Lets re-visit Japan and the pre-credit crunch era...
In Japan, banks via Zaibatsu cross-shareholding system would lend to their associated companies which they also crossheld shares in, coroprate profits would go up, coroprate share prices would appreciate. This would in turn mean that the banks capital went up, they were able to lend more and especially to the real estate market. In the UK/US banks lend to their depositors/shareholders who invest in mortgages. The banks then set up special purpose vehicles aka off balance sheet vehicles which take on these loans bundle them up, put a gilt and package the whole as a AAA rated product. Banks then lend some more to others who buy properties from the banks original mortgagees who now swelling in cash buy more properties. Properties appreciate in value. Borrowers take this as home equity loans. And on the virtuous circle goes on and on.
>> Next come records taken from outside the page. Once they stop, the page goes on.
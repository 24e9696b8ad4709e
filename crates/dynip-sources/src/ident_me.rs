//! ident.me detection source
//!
//! Plain-text service with dedicated per-family endpoints.

use std::time::Duration;

use async_trait::async_trait;
use dynip_core::traits::{IpSource, SourceReport};

use crate::extract::{ipv4_from_response, ipv6_from_response};
use crate::http::{get_text, probe_url};

const IPV4_URL: &str = "https://v4.ident.me";
const IPV6_URL: &str = "https://v6.ident.me";

pub struct IdentMeSource;

#[async_trait]
impl IpSource for IdentMeSource {
    fn name(&self) -> &'static str {
        "ident.me"
    }

    fn priority(&self) -> u8 {
        2
    }

    async fn probe(&self, client: &reqwest::Client, timeout: Duration) -> bool {
        probe_url(client, IPV4_URL, timeout).await
    }

    async fn fetch(&self, client: &reqwest::Client, timeout: Duration) -> SourceReport {
        let ipv4 = match get_text(client, IPV4_URL, timeout).await {
            Some(body) => ipv4_from_response(&body),
            None => None,
        };
        let ipv6 = match get_text(client, IPV6_URL, timeout).await {
            Some(body) => ipv6_from_response(&body),
            None => None,
        };

        SourceReport { ipv4, ipv6 }
    }
}
//! Test doubles and common utilities for the core contract tests
//!
//! Scripted sources and a call-recording provider, so discovery,
//! arbitration and engine behavior can be verified without any network.

use std::collections::HashSet;
use std::net::IpAddr;
use std::sync::Arc;
use std::sync::atomic::{AtomicBool, AtomicUsize, Ordering};
use std::time::Duration;

use async_trait::async_trait;
use dynip_core::config::{DynipConfig, FamilyMode, ProviderConfig, SourceFilter};
use dynip_core::error::Result;
use dynip_core::traits::{DnsProvider, IpSource, RecordType, SourceReport};

/// A source whose probe/fetch behavior is scripted by the test
pub struct ScriptedSource {
    name: &'static str,
    priority: u8,
    reachable: Arc<AtomicBool>,
    report: SourceReport,
    probe_delay: Option<Duration>,
    fetch_delay: Option<Duration>,
    probe_calls: Arc<AtomicUsize>,
    fetch_calls: Arc<AtomicUsize>,
}

impl ScriptedSource {
    pub fn new(name: &'static str, priority: u8) -> Self {
        Self {
            name,
            priority,
            reachable: Arc::new(AtomicBool::new(true)),
            report: SourceReport::empty(),
            probe_delay: None,
            fetch_delay: None,
            probe_calls: Arc::new(AtomicUsize::new(0)),
            fetch_calls: Arc::new(AtomicUsize::new(0)),
        }
    }

    pub fn with_ipv4(mut self, ip: &str) -> Self {
        self.report.ipv4 = Some(ip.parse().unwrap());
        self
    }

    pub fn with_ipv6(mut self, ip: &str) -> Self {
        self.report.ipv6 = Some(ip.parse().unwrap());
        self
    }

    pub fn unreachable(self) -> Self {
        self.reachable.store(false, Ordering::SeqCst);
        self
    }

    /// Delay applied inside probe, for timeout-bounding tests
    pub fn with_probe_delay(mut self, delay: Duration) -> Self {
        self.probe_delay = Some(delay);
        self
    }

    /// Delay applied inside fetch, for timeout-bounding tests
    pub fn with_fetch_delay(mut self, delay: Duration) -> Self {
        self.fetch_delay = Some(delay);
        self
    }

    /// Handle for flipping reachability after the source was handed over
    pub fn reachability_handle(&self) -> Arc<AtomicBool> {
        Arc::clone(&self.reachable)
    }

    pub fn probe_calls_handle(&self) -> Arc<AtomicUsize> {
        Arc::clone(&self.probe_calls)
    }

    pub fn fetch_calls_handle(&self) -> Arc<AtomicUsize> {
        Arc::clone(&self.fetch_calls)
    }

    pub fn into_arc(self) -> Arc<dyn IpSource> {
        Arc::new(self)
    }
}

#[async_trait]
impl IpSource for ScriptedSource {
    fn name(&self) -> &'static str {
        self.name
    }

    fn priority(&self) -> u8 {
        self.priority
    }

    async fn probe(&self, _client: &reqwest::Client, _timeout: Duration) -> bool {
        self.probe_calls.fetch_add(1, Ordering::SeqCst);
        if let Some(delay) = self.probe_delay {
            tokio::time::sleep(delay).await;
        }
        self.reachable.load(Ordering::SeqCst)
    }

    async fn fetch(&self, _client: &reqwest::Client, _timeout: Duration) -> SourceReport {
        self.fetch_calls.fetch_add(1, Ordering::SeqCst);
        if let Some(delay) = self.fetch_delay {
            tokio::time::sleep(delay).await;
        }
        self.report
    }
}

/// A DnsProvider double that records update calls and can be scripted to
/// reject specific records
pub struct MockProvider {
    updates: Arc<std::sync::Mutex<Vec<(String, RecordType, IpAddr)>>>,
    failing_records: Arc<std::sync::Mutex<HashSet<String>>>,
    validate_ok: bool,
}

impl MockProvider {
    pub fn new() -> Self {
        Self {
            updates: Arc::new(std::sync::Mutex::new(Vec::new())),
            failing_records: Arc::new(std::sync::Mutex::new(HashSet::new())),
            validate_ok: true,
        }
    }

    pub fn rejecting_domain() -> Self {
        Self {
            validate_ok: false,
            ..Self::new()
        }
    }

    /// Create a handle that shares call records with this provider
    pub fn sharing_state_with(other: &Self) -> Self {
        Self {
            updates: Arc::clone(&other.updates),
            failing_records: Arc::clone(&other.failing_records),
            validate_ok: other.validate_ok,
        }
    }

    /// Make updates for a record fail until cleared
    pub fn fail_record(&self, record: &str) {
        self.failing_records
            .lock()
            .unwrap()
            .insert(record.to_string());
    }

    pub fn heal_record(&self, record: &str) {
        self.failing_records.lock().unwrap().remove(record);
    }

    pub fn updates(&self) -> Vec<(String, RecordType, IpAddr)> {
        self.updates.lock().unwrap().clone()
    }

    pub fn update_count(&self) -> usize {
        self.updates.lock().unwrap().len()
    }
}

#[async_trait]
impl DnsProvider for MockProvider {
    async fn validate_domain(&self, domain: &str) -> Result<()> {
        if self.validate_ok {
            Ok(())
        } else {
            Err(dynip_core::Error::not_found(format!(
                "domain unknown: {}",
                domain
            )))
        }
    }

    async fn update_record(
        &self,
        _domain: &str,
        record: &str,
        record_type: RecordType,
        new_ip: IpAddr,
    ) -> Result<()> {
        if self.failing_records.lock().unwrap().contains(record) {
            return Err(dynip_core::Error::provider(
                "mock",
                format!("rejected update for {}", record),
            ));
        }

        self.updates
            .lock()
            .unwrap()
            .push((record.to_string(), record_type, new_ip));
        Ok(())
    }

    fn provider_name(&self) -> &'static str {
        "mock"
    }
}

/// Minimal valid configuration for engine tests
pub fn test_config(records: &[&str], family: FamilyMode) -> DynipConfig {
    DynipConfig {
        provider: ProviderConfig::Arvan {
            api_key: "test-key".to_string(),
        },
        domain: "example.com".to_string(),
        records: records.iter().map(|r| r.to_string()).collect(),
        family,
        sources: SourceFilter::default(),
        source_timeout_secs: 1,
        poll_interval_secs: 60,
        request_timeout_secs: 5,
        engine: Default::default(),
    }
}

/// Short timeout used across the contract tests
pub fn short_timeout() -> Duration {
    Duration::from_millis(200)
}
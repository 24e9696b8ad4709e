// # IP Source Trait
//
// Defines the interface for external public-IP detection services.
//
// ## Implementations
//
// One type per service, collected in the `dynip-sources` crate:
// ident.me, icanhazip.com, checkip.amazonaws.com, ipify.org, and others.
//
// ## Usage
//
// ```rust,ignore
// use dynip_core::traits::{IpSource, IpVersion};
// use std::time::Duration;
//
// #[tokio::main]
// async fn main() {
//     let source = /* IpSource implementation */;
//     let client = reqwest::Client::new();
//
//     if source.probe(&client, Duration::from_secs(10)).await {
//         let report = source.fetch(&client, Duration::from_secs(10)).await;
//         println!("{}: {:?}", source.name(), report.get(IpVersion::V4));
//     }
// }
// ```

use async_trait::async_trait;
use std::net::{IpAddr, Ipv4Addr, Ipv6Addr};
use std::time::Duration;

/// IP version (v4 or v6)
#[derive(Debug, Clone, Copy, PartialEq, Eq, Hash)]
pub enum IpVersion {
    V4,
    V6,
}

impl IpVersion {
    /// Check whether an address belongs to this family
    pub fn matches(&self, ip: IpAddr) -> bool {
        match self {
            IpVersion::V4 => ip.is_ipv4(),
            IpVersion::V6 => ip.is_ipv6(),
        }
    }
}

impl std::fmt::Display for IpVersion {
    fn fmt(&self, f: &mut std::fmt::Formatter<'_>) -> std::fmt::Result {
        match self {
            IpVersion::V4 => write!(f, "IPv4"),
            IpVersion::V6 => write!(f, "IPv6"),
        }
    }
}

/// The addresses one source reported during a single fetch.
///
/// Absent or malformed data is `None`, never an error: a source that cannot
/// answer for a family simply contributes nothing for that family.
#[derive(Debug, Clone, Copy, Default, PartialEq, Eq)]
pub struct SourceReport {
    /// IPv4 address reported by the service, if any
    pub ipv4: Option<Ipv4Addr>,
    /// IPv6 address reported by the service, if any
    pub ipv6: Option<Ipv6Addr>,
}

impl SourceReport {
    /// A report with no addresses
    pub fn empty() -> Self {
        Self::default()
    }

    /// The reported address for the requested family, if any
    pub fn get(&self, version: IpVersion) -> Option<IpAddr> {
        match version {
            IpVersion::V4 => self.ipv4.map(IpAddr::V4),
            IpVersion::V6 => self.ipv6.map(IpAddr::V6),
        }
    }

    /// True if the source reported nothing for either family
    pub fn is_empty(&self) -> bool {
        self.ipv4.is_none() && self.ipv6.is_none()
    }
}

/// Trait for IP-reporting source implementations
///
/// Each implementation is a fixed capability bound at construction: base
/// URL(s), request method, and a static priority reflecting how trustworthy
/// and responsive the service has proven in practice.
///
/// # Contract
///
/// - `probe` and `fetch` never panic and never return an error. All
///   transport and parsing failures are swallowed: `probe` maps them to
///   `false`, `fetch` maps them to an empty [`SourceReport`].
/// - Sources hold no mutable state. Multi-step protocols (e.g. fetching a
///   page to extract a dynamic endpoint and a one-time nonce) keep all
///   intermediate state local to a single `fetch` call and restart from
///   step one on the next cycle.
/// - The HTTP client is injected; sources never own connection-pool
///   lifecycle and never spawn tasks.
///
/// The [`SourceManager`](crate::manager::SourceManager) additionally bounds
/// every call with `tokio::time::timeout`, so a hung service can never
/// stall a discovery or resolve cycle past the configured limit.
#[async_trait]
pub trait IpSource: Send + Sync {
    /// Unique identifier of the service (e.g. "ident.me")
    fn name(&self) -> &'static str;

    /// Static trust ranking, 0-9. Lower value = more trusted.
    ///
    /// Never changes after construction.
    fn priority(&self) -> u8;

    /// Check if the service is currently reachable.
    ///
    /// Issues a lightweight request; returns `true` only on a successful,
    /// well-formed response.
    async fn probe(&self, client: &reqwest::Client, timeout: Duration) -> bool;

    /// Retrieve the address(es) the service reports for this host.
    async fn fetch(&self, client: &reqwest::Client, timeout: Duration) -> SourceReport;
}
Then the record stops playing...
Governments are then give the chance to act to stop the multiplier adverse effects. They have to take charge and instead of acting fast, stumble through huge but ineffective bailouts that don't touch the heart of the problem. Falling house prices, associated financial instruments and myriuad support insurance policies and wider deleveraging of the economy. In my humble opinion there are several stark choices:
- Continue with incremental but costly bail outs as the housing market goes down. It will prolong the recession by another 12 months into 2011.
- Tell banks to come clean on the how deep their problems are. Its easy to actually find this out via scenario and stress tools already being used. Set aside the funds to buy out the bad loans in exchange for management changes; changes in bonus structures and products/business lines. Those that refuse to take the funds must justify how they'll get the funds or govts take stakes in them. We start seeing the floor.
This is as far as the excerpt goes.